Collected data
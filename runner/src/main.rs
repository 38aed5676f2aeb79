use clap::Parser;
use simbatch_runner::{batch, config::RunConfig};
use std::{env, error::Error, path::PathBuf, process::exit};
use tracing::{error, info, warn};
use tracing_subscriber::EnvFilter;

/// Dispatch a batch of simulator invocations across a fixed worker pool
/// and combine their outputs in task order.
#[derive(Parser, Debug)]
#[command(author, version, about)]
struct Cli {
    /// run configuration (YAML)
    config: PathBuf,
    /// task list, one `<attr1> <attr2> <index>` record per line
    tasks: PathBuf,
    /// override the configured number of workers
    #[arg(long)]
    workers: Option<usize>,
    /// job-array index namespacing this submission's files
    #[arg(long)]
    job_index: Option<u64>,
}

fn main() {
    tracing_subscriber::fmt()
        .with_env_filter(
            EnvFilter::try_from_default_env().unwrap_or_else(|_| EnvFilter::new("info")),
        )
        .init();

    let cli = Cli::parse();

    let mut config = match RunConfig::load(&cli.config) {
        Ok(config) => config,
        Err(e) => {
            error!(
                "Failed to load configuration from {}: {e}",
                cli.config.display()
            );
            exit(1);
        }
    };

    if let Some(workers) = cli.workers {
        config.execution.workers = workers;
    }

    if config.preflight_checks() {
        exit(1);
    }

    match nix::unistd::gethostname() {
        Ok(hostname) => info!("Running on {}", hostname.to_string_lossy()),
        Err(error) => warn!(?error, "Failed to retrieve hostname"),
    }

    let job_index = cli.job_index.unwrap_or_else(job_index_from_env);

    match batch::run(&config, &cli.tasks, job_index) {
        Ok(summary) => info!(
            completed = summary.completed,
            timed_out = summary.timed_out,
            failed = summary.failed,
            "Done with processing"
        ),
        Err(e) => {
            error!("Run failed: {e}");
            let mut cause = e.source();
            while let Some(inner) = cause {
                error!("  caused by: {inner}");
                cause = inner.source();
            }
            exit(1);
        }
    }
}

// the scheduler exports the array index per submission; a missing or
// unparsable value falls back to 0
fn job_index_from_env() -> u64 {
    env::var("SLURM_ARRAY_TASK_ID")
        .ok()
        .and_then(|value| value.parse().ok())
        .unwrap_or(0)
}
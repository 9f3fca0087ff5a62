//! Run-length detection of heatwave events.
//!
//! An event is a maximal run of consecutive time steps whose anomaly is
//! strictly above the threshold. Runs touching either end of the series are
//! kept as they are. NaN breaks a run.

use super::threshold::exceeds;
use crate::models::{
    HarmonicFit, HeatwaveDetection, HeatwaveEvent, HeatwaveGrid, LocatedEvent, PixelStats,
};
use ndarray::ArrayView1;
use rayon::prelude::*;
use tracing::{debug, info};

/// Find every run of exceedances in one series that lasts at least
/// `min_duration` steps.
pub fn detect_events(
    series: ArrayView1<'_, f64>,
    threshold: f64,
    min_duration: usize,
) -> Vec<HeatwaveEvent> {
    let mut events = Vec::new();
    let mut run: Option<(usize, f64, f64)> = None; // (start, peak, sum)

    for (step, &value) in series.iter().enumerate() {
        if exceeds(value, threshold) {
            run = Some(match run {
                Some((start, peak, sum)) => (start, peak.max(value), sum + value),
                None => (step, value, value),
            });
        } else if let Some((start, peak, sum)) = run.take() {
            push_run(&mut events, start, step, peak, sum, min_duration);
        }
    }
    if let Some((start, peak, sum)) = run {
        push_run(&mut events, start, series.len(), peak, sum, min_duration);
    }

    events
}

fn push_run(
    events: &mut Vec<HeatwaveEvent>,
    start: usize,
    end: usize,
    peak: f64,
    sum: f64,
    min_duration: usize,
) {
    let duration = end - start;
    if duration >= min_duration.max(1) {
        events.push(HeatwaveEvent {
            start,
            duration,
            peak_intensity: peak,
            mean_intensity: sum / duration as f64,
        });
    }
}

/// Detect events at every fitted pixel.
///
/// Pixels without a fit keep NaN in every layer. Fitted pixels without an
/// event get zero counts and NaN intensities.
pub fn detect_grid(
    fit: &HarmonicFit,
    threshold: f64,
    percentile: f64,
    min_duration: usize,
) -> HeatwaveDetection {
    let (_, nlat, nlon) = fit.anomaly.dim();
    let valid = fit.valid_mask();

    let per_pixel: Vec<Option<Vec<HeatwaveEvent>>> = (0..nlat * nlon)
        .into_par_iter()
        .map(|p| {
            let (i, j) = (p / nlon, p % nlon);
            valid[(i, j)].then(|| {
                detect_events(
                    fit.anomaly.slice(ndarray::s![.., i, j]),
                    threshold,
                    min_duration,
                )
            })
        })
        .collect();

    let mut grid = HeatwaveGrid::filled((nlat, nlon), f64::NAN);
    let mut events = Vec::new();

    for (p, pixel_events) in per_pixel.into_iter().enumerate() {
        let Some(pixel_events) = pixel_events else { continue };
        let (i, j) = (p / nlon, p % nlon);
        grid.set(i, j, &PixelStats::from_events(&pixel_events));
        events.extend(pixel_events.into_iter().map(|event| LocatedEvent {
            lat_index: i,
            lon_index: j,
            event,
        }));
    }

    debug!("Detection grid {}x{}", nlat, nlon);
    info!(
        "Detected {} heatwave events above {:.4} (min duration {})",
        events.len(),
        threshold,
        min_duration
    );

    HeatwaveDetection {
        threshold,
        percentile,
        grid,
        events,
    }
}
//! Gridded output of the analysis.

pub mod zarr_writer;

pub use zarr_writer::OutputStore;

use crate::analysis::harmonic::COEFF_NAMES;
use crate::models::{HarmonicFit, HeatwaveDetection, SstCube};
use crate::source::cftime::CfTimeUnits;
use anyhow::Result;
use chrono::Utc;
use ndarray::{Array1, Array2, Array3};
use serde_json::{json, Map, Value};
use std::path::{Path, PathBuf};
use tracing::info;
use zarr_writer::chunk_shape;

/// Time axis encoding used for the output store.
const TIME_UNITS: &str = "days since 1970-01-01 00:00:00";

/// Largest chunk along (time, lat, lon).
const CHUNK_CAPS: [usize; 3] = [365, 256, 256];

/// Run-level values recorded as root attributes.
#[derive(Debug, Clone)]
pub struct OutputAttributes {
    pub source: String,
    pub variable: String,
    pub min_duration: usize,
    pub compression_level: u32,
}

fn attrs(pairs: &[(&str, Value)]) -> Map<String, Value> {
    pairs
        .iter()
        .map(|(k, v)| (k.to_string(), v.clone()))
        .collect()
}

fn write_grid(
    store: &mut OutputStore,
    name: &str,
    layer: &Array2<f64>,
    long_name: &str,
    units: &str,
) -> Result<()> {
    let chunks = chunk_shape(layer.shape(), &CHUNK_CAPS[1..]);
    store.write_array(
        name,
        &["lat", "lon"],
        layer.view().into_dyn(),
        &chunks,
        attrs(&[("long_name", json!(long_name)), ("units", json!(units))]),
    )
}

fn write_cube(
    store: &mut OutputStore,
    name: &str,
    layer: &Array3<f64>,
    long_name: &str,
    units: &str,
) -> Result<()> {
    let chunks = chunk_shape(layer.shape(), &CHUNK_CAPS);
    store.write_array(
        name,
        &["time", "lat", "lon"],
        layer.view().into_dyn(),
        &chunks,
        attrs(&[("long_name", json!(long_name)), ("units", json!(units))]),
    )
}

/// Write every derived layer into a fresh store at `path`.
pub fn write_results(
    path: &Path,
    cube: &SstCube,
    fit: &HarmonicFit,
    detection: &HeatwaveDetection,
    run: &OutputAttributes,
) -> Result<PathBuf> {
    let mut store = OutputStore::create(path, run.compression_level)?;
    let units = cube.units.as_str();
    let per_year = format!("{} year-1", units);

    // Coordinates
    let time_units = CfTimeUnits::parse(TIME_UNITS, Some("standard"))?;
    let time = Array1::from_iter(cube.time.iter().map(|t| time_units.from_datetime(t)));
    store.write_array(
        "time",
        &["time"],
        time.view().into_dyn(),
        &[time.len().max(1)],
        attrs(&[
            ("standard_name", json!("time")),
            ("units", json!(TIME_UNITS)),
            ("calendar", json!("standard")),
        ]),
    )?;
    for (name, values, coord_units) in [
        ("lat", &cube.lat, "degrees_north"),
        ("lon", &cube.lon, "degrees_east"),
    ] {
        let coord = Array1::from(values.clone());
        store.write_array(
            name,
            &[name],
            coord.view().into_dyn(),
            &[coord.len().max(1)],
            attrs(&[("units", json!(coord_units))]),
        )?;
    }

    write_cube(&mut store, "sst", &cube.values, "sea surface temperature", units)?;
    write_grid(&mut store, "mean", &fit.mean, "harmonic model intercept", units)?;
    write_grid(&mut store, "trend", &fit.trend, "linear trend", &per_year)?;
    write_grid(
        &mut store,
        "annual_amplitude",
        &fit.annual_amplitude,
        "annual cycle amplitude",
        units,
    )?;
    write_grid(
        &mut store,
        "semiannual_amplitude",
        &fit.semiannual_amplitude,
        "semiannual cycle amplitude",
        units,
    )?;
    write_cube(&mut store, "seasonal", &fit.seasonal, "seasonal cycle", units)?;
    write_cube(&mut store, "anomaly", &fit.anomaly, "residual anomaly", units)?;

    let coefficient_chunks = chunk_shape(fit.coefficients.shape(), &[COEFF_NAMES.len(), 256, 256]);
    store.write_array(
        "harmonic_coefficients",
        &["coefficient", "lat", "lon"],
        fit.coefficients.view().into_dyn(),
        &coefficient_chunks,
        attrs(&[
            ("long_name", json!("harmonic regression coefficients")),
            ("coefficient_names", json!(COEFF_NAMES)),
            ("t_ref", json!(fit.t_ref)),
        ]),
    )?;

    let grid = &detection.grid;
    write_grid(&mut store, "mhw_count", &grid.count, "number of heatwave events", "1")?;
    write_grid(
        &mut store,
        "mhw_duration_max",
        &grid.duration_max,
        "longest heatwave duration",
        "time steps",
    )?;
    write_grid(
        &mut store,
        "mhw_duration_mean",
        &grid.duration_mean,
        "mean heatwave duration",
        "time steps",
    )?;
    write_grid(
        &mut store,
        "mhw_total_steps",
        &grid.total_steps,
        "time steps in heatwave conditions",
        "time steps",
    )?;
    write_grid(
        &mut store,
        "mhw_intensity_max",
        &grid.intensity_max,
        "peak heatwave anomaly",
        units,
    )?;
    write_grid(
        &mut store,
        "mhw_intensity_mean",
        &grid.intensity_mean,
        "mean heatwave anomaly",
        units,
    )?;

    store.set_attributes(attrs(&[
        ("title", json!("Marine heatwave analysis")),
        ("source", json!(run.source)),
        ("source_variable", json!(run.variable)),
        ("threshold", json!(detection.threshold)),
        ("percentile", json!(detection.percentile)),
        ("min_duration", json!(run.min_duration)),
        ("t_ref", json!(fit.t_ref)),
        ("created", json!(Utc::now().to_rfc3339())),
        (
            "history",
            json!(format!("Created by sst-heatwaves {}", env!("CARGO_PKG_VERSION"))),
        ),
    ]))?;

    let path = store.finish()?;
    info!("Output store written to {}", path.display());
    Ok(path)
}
---
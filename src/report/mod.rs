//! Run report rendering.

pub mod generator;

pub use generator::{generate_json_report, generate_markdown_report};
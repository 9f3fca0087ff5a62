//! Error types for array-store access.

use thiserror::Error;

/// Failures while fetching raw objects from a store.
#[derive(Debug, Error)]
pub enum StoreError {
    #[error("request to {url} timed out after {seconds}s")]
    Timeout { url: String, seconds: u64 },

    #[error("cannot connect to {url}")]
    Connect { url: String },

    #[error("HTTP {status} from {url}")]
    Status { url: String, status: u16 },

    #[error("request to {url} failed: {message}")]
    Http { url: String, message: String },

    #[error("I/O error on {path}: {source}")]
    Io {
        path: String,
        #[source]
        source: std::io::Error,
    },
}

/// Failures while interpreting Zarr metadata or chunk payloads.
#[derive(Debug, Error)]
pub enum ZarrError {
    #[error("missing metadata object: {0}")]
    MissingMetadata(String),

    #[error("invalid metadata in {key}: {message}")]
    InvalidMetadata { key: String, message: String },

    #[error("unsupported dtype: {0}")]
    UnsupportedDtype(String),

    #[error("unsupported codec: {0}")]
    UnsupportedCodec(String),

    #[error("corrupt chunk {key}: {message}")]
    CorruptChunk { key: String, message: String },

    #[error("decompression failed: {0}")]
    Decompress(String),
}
--
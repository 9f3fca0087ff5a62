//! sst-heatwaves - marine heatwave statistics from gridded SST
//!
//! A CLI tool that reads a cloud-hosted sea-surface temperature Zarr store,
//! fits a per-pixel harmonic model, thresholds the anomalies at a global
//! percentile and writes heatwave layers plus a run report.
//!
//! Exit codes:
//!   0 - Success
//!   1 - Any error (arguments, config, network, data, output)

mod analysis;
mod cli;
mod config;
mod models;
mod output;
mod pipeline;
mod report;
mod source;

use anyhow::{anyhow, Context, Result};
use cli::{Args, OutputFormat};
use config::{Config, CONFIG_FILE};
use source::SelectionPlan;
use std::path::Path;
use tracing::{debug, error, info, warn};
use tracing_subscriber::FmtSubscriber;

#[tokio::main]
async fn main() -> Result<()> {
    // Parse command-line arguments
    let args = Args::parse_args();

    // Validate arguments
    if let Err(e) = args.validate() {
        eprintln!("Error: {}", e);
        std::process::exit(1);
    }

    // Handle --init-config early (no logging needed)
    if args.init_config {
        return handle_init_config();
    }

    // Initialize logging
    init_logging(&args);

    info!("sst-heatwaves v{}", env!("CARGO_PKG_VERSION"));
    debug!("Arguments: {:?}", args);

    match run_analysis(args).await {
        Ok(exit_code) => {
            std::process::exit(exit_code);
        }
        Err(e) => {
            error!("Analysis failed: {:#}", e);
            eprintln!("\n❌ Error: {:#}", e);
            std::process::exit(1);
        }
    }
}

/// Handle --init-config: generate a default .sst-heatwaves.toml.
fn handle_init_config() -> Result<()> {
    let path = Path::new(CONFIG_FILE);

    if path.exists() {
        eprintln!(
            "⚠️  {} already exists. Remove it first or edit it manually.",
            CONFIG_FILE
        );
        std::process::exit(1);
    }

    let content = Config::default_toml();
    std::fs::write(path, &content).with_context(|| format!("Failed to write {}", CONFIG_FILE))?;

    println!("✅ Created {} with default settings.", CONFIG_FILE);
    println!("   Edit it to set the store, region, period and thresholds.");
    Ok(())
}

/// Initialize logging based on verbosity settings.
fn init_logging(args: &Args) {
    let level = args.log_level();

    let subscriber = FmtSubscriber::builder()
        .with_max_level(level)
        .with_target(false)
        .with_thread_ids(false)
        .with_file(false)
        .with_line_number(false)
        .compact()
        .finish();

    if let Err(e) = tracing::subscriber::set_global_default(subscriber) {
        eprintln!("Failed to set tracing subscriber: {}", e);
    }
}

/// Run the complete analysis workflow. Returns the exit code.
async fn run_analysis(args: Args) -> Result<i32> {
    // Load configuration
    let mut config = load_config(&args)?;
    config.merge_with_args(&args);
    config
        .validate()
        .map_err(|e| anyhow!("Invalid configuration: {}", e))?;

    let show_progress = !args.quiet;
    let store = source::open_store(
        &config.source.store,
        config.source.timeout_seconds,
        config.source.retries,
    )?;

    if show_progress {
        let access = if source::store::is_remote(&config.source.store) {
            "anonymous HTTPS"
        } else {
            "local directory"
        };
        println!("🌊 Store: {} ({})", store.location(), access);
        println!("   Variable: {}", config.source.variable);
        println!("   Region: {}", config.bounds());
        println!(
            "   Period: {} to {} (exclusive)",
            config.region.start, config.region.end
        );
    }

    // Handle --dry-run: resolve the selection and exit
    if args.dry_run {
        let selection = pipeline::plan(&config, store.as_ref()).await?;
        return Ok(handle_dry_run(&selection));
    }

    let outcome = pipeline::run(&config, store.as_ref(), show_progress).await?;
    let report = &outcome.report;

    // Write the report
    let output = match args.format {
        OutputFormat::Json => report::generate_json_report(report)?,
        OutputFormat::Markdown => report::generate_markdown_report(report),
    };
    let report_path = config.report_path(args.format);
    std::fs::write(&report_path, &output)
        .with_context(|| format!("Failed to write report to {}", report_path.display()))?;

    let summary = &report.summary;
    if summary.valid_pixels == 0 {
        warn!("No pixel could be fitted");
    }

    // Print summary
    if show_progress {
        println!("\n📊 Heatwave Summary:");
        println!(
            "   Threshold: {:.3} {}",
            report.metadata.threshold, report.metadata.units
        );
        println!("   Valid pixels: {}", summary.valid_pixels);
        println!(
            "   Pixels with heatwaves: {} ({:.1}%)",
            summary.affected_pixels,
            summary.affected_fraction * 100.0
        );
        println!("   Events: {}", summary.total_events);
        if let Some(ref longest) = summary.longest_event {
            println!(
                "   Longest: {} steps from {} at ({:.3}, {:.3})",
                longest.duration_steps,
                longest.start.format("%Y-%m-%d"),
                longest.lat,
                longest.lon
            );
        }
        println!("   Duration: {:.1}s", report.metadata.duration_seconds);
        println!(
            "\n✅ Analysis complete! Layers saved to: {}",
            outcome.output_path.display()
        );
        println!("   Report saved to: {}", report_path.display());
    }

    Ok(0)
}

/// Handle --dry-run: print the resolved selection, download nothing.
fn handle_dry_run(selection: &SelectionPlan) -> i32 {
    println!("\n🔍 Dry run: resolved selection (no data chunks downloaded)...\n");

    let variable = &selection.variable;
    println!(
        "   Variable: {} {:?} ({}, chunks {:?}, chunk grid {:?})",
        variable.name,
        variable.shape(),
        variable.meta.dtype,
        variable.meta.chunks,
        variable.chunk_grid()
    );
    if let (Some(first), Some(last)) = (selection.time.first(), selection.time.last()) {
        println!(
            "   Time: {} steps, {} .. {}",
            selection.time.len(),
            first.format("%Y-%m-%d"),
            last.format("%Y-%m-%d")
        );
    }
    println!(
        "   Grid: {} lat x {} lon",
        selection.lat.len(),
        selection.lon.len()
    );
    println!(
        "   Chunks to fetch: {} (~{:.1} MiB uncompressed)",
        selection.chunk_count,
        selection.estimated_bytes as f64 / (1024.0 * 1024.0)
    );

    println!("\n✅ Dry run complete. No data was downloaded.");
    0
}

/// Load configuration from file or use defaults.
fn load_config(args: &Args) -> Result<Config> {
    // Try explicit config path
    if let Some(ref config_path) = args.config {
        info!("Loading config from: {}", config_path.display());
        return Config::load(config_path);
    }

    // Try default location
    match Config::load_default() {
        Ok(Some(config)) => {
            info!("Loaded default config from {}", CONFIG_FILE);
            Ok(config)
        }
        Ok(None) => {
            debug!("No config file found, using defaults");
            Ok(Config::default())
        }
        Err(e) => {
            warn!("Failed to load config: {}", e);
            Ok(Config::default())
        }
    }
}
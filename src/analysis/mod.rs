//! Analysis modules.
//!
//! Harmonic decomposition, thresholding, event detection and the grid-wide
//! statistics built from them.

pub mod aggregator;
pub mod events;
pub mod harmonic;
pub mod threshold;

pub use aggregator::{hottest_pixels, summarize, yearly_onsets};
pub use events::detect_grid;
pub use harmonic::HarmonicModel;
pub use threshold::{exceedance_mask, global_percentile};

What the task asks:
Your reply must be one number, namely the count of lines above that hold the string "crate".

Reply to the exercise:
4